The game uses an inverse parser, a method for constructing sentences out of words while only presenting words that make sense for the given context. It also emphasizes facial expressions as form of feedback. Interludes appear through the game present the user with one of several choices which may affect the gameplay. To use an actual example from the game, if game designer Chris Crawford appears and lectures the player, and the player responds "Go to hell, Crawford!", then he or she loses some favor among the other characters, making the game harder to win.

== Development ==
"Siboot", the name of the first Shepherd, is a reversal of the syllables of "Bootsie", a cat which Crawford had. Bootsie had to be euthanized due to an irreparable injury to his jaw. Crawford suffered much grief while contemplating that he was unable to talk to Bootsie in order to try to comfort him before he had to be put down. One day while pondering this, Crawford had a flash of insight: his next game would be Talk to the Animals, which evolved into the very different Trust & Betrayal.

A preliminary IBM PC port was made but never finished.

Crawford considered Siboot the favorite of his games and "the game of which I'm most proud" due to its innovations and creativity.

== Reception ==

Siboot was poorly received in the marketplace and did not recoup its investment. It sold about 5,000 units on the Macintosh. After the game's commercial failure, Mindscape pressed Chris Crawford for a sequel to Balance of Power, and he developed Balance of Power: The 1990 Edition because "I felt I owed them one."

Macworld inducted Siboot into its 1988 Game Hall of Fame in the Best Role-Playing Game category, ahead of runner-up Reach for the Stars. Macworld called the game Crawford's "best effort to date" and praised it as "a landmark in computer gaming, perfectly simpatico with the Macintosh, and deserving of its own cult."

MacUser awarded Siboot 4½ out of 5 mice. The review said that the game's focus on political intrigue and interacting with six distinct artificial personalities resulted in "a brilliant effort to expand the horizons of computer gaming."

The game received a favorable review in Computer Gaming World in 1988, citing the well-written AIs and noting "The context sensitive icon-based language is a technical achievement and deserves praise." In a 1992 survey of science fiction games the magazine stated that the game had "Innovative concepts marred by slow and obtuse game play". In 1994, the same publication reprinted its 1992 review of the game for its survey of strategic space games, adding a rating of two stars out of five.

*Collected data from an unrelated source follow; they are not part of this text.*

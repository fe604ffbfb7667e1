//! GLB loading: raw bytes to [`GeometryModel`].
//!
//! Accessor data is read directly against the GLB binary chunk rather than
//! through higher-level import helpers, so malformed offsets degrade into
//! load errors instead of panics. All primitives of all meshes are
//! concatenated into one model with base-vertex offsets; triangle strips
//! and fans are expanded with a fixed rule so everything downstream sees
//! plain triangles.

use crate::model::{
    ChannelBindings, ChannelRef, GeometryModel, ImageResource, MaterialSlot,
};
use gltf::mesh::Mode;
use meshsieve_core::AssetError;
use std::collections::HashMap;
use std::path::Path;

/// Load a GLB file from disk.
pub fn load_glb_file(path: &Path) -> Result<GeometryModel, AssetError> {
    let bytes = std::fs::read(path)
        .map_err(|e| AssetError::Load(format!("{}: {e}", path.display())))?;
    load_glb(&bytes)
}

/// Load a GLB asset from raw bytes.
pub fn load_glb(bytes: &[u8]) -> Result<GeometryModel, AssetError> {
    let gltf = gltf::Gltf::from_slice(bytes)
        .map_err(|e| AssetError::Load(format!("not a readable GLB: {e}")))?;
    let doc = &gltf.document;
    let blob = gltf
        .blob
        .as_deref()
        .or_else(|| extract_binary_chunk(bytes))
        .unwrap_or(&[]);

    let mut vertices: Vec<[f32; 3]> = Vec::new();
    let mut faces: Vec<[u32; 3]> = Vec::new();
    let mut normals: Vec<[f32; 3]> = Vec::new();
    let mut normals_complete = true;

    // gltf material index -> slot under construction
    let mut slots: HashMap<Option<usize>, MaterialSlot> = HashMap::new();
    let mut slot_order: Vec<Option<usize>> = Vec::new();
    let mut arena = ImageArena::default();

    for mesh in doc.meshes() {
        for primitive in mesh.primitives() {
            match primitive.mode() {
                Mode::Triangles | Mode::TriangleStrip | Mode::TriangleFan => {}
                other => {
                    return Err(AssetError::UnsupportedTopology(format!(
                        "primitive mode {other:?} has no triangulable faces"
                    )));
                }
            }

            let Some(positions_accessor) = primitive.get(&gltf::Semantic::Positions) else {
                continue;
            };
            let base_vertex = vertices.len() as u32;
            let positions = read_vec3(&positions_accessor, blob);
            let position_count = positions.len();
            vertices.extend(positions);

            if let Some(normals_accessor) = primitive.get(&gltf::Semantic::Normals) {
                let read = read_vec3(&normals_accessor, blob);
                if read.len() == position_count {
                    normals.extend(read);
                } else {
                    normals_complete = false;
                }
            } else {
                normals_complete = false;
            }

            let indices = match primitive.indices() {
                Some(accessor) => read_indices(&accessor, blob),
                None => (0..position_count as u32).collect(),
            };

            let face_start = faces.len() as u32;
            expand_triangles(primitive.mode(), &indices, base_vertex, &mut faces);
            let face_range = face_start..faces.len() as u32;

            let material = primitive.material();
            let key = material.index();
            let slot = slots.entry(key).or_insert_with(|| {
                slot_order.push(key);
                MaterialSlot {
                    name: material
                        .name()
                        .map(str::to_owned)
                        .unwrap_or_else(|| match key {
                            Some(i) => format!("material_{i}"),
                            None => "default".to_owned(),
                        }),
                    face_ranges: Vec::new(),
                    channels: resolve_channel_refs(&material, blob, &mut arena),
                }
            });
            slot.face_ranges.push(face_range);
        }
    }

    let normals = (normals_complete && normals.len() == vertices.len()).then_some(normals);
    let material_slots = slot_order
        .into_iter()
        .filter_map(|key| slots.remove(&key))
        .collect();

    GeometryModel::new(vertices, faces, normals, material_slots, arena.images)
}

/// Expand an index list into triangles. Strips alternate winding so every
/// face keeps the source orientation; fans pivot on the first index. Strip
/// and fan triangles that collapse onto a repeated index (restart padding)
/// are dropped; explicit `Triangles` are kept exactly as authored.
fn expand_triangles(mode: Mode, indices: &[u32], base_vertex: u32, faces: &mut Vec<[u32; 3]>) {
    match mode {
        Mode::Triangles => {
            for tri in indices.chunks_exact(3) {
                faces.push([
                    tri[0] + base_vertex,
                    tri[1] + base_vertex,
                    tri[2] + base_vertex,
                ]);
            }
        }
        Mode::TriangleStrip => {
            for i in 0..indices.len().saturating_sub(2) {
                let (a, b, c) = if i % 2 == 0 {
                    (indices[i], indices[i + 1], indices[i + 2])
                } else {
                    (indices[i + 1], indices[i], indices[i + 2])
                };
                if a != b && b != c && a != c {
                    faces.push([a + base_vertex, b + base_vertex, c + base_vertex]);
                }
            }
        }
        Mode::TriangleFan => {
            for i in 1..indices.len().saturating_sub(1) {
                let (a, b, c) = (indices[0], indices[i], indices[i + 1]);
                if a != b && b != c && a != c {
                    faces.push([a + base_vertex, b + base_vertex, c + base_vertex]);
                }
            }
        }
        _ => unreachable!("non-triangle modes rejected before expansion"),
    }
}

/// Arena builder that deduplicates embedded images by gltf index and by
/// content hash, so byte-identical images share one entry.
#[derive(Default)]
struct ImageArena {
    images: Vec<ImageResource>,
    by_gltf_index: HashMap<usize, usize>,
    by_key: HashMap<String, usize>,
}

impl ImageArena {
    fn intern(&mut self, image: &gltf::image::Image, blob: &[u8]) -> ChannelRef {
        if let Some(&index) = self.by_gltf_index.get(&image.index()) {
            return ChannelRef::Image(index);
        }
        match image.source() {
            gltf::image::Source::View { view, mime_type } => {
                let Some(bytes) = slice_view(blob, view.offset(), view.length()) else {
                    return ChannelRef::Unresolvable(format!(
                        "image {} buffer view out of bounds",
                        image.index()
                    ));
                };
                let resource = ImageResource::new(mime_type, bytes.to_vec());
                let index = match self.by_key.get(&resource.key) {
                    Some(&existing) => existing,
                    None => {
                        self.by_key.insert(resource.key.clone(), self.images.len());
                        self.images.push(resource);
                        self.images.len() - 1
                    }
                };
                self.by_gltf_index.insert(image.index(), index);
                ChannelRef::Image(index)
            }
            gltf::image::Source::Uri { uri, .. } => ChannelRef::Unresolvable(format!(
                "image {} references external uri '{uri}'",
                image.index()
            )),
        }
    }
}

fn slice_view(blob: &[u8], offset: usize, length: usize) -> Option<&[u8]> {
    blob.get(offset..offset.checked_add(length)?)
}

/// Map one glTF material onto the four semantic channel roles.
///
/// Textured channels intern their image into the arena. Untextured base
/// color and metallic-roughness fall back to the factor constants the
/// format defines; an untextured emissive is absent unless its factor is
/// non-zero; a normal map is only ever a texture.
fn resolve_channel_refs(
    material: &gltf::Material,
    blob: &[u8],
    arena: &mut ImageArena,
) -> ChannelBindings {
    let pbr = material.pbr_metallic_roughness();

    let base_color = match pbr.base_color_texture() {
        Some(info) => arena.intern(&info.texture().source(), blob),
        None => {
            let f = pbr.base_color_factor();
            ChannelRef::Constant([f[0] as f64, f[1] as f64, f[2] as f64, f[3] as f64])
        }
    };

    let metallic_roughness = match pbr.metallic_roughness_texture() {
        Some(info) => arena.intern(&info.texture().source(), blob),
        None => ChannelRef::Constant([
            pbr.metallic_factor() as f64,
            pbr.roughness_factor() as f64,
            0.0,
            1.0,
        ]),
    };

    let normal_map = match material.normal_texture() {
        Some(normal) => arena.intern(&normal.texture().source(), blob),
        None => ChannelRef::Absent,
    };

    let emissive = match material.emissive_texture() {
        Some(info) => arena.intern(&info.texture().source(), blob),
        None => {
            let f = material.emissive_factor();
            if f.iter().any(|&v| v > 0.0) {
                ChannelRef::Constant([f[0] as f64, f[1] as f64, f[2] as f64, 1.0])
            } else {
                ChannelRef::Absent
            }
        }
    };

    ChannelBindings {
        base_color,
        metallic_roughness,
        normal_map,
        emissive,
    }
}

/// Extract the binary chunk from raw GLB bytes.
///
/// Layout: 12-byte header, then length-prefixed chunks; the JSON chunk
/// comes first, the binary chunk (if any) second.
fn extract_binary_chunk(bytes: &[u8]) -> Option<&[u8]> {
    if bytes.len() <= 12 {
        return None;
    }
    let json_len = u32::from_le_bytes(bytes.get(12..16)?.try_into().ok()?) as usize;
    let bin_header = 12 + 8 + json_len;
    let bin_len =
        u32::from_le_bytes(bytes.get(bin_header..bin_header + 4)?.try_into().ok()?) as usize;
    let bin_start = bin_header + 8;
    bytes.get(bin_start..bin_start.checked_add(bin_len)?)
}

/// Read an accessor of vec3 f32 values against the binary chunk, honoring
/// byte stride. Truncated buffers yield short reads, caught later by the
/// model's count invariants.
fn read_vec3(accessor: &gltf::Accessor, data: &[u8]) -> Vec<[f32; 3]> {
    let mut out = Vec::with_capacity(accessor.count());
    let Some(view) = accessor.view() else {
        return out;
    };
    let offset = view.offset() + accessor.offset();
    let stride = view.stride().unwrap_or(12);
    for i in 0..accessor.count() {
        let start = offset + i * stride;
        if start + 12 > data.len() {
            break;
        }
        let x = f32::from_le_bytes(data[start..start + 4].try_into().unwrap());
        let y = f32::from_le_bytes(data[start + 4..start + 8].try_into().unwrap());
        let z = f32::from_le_bytes(data[start + 8..start + 12].try_into().unwrap());
        out.push([x, y, z]);
    }
    out
}

/// Read an index accessor (u8/u16/u32 components) against the binary chunk.
fn read_indices(accessor: &gltf::Accessor, data: &[u8]) -> Vec<u32> {
    use gltf::accessor::DataType;

    let mut out = Vec::with_capacity(accessor.count());
    let Some(view) = accessor.view() else {
        return out;
    };
    let component_size = match accessor.data_type() {
        DataType::U8 => 1,
        DataType::U16 => 2,
        DataType::U32 => 4,
        _ => return out,
    };
    let offset = view.offset() + accessor.offset();
    let stride = view.stride().unwrap_or(component_size);
    for i in 0..accessor.count() {
        let start = offset + i * stride;
        if start + component_size > data.len() {
            break;
        }
        let index = match accessor.data_type() {
            DataType::U8 => data[start] as u32,
            DataType::U16 => u16::from_le_bytes(data[start..start + 2].try_into().unwrap()) as u32,
            DataType::U32 => u32::from_le_bytes(data[start..start + 4].try_into().unwrap()),
            _ => unreachable!(),
        };
        out.push(index);
    }
    out
}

The game was reviewed in 1989 in Dragon #150 by Mark D. Veljkov in "The Role of Computers" column. It received 4½ out of 5 stars.

Review scores
| Publication | Score |
|---|---|
| Computer Gaming World | 2/5 |
| Dragon | 4.5/5 |
| MacUser | 4.5/5 |

Award
| Publication | Award |
|---|---|
| Macworld | Best Role-Playing Game (1988) |

== Legacy ==
In 2013 Crawford publicly released the source code of several of his games, including Trust & Betrayal.

In January 2013, Crawford began work on a redesigned version of Siboot, borrowing the world and premise of the 1987 game and taking advantage of advances in computer power. In June 2015, he launched a Kickstarter project to fund the redesigned game. The project's funding was unsuccessful and Crawford abandoned developing the redesigned Siboot in 2018.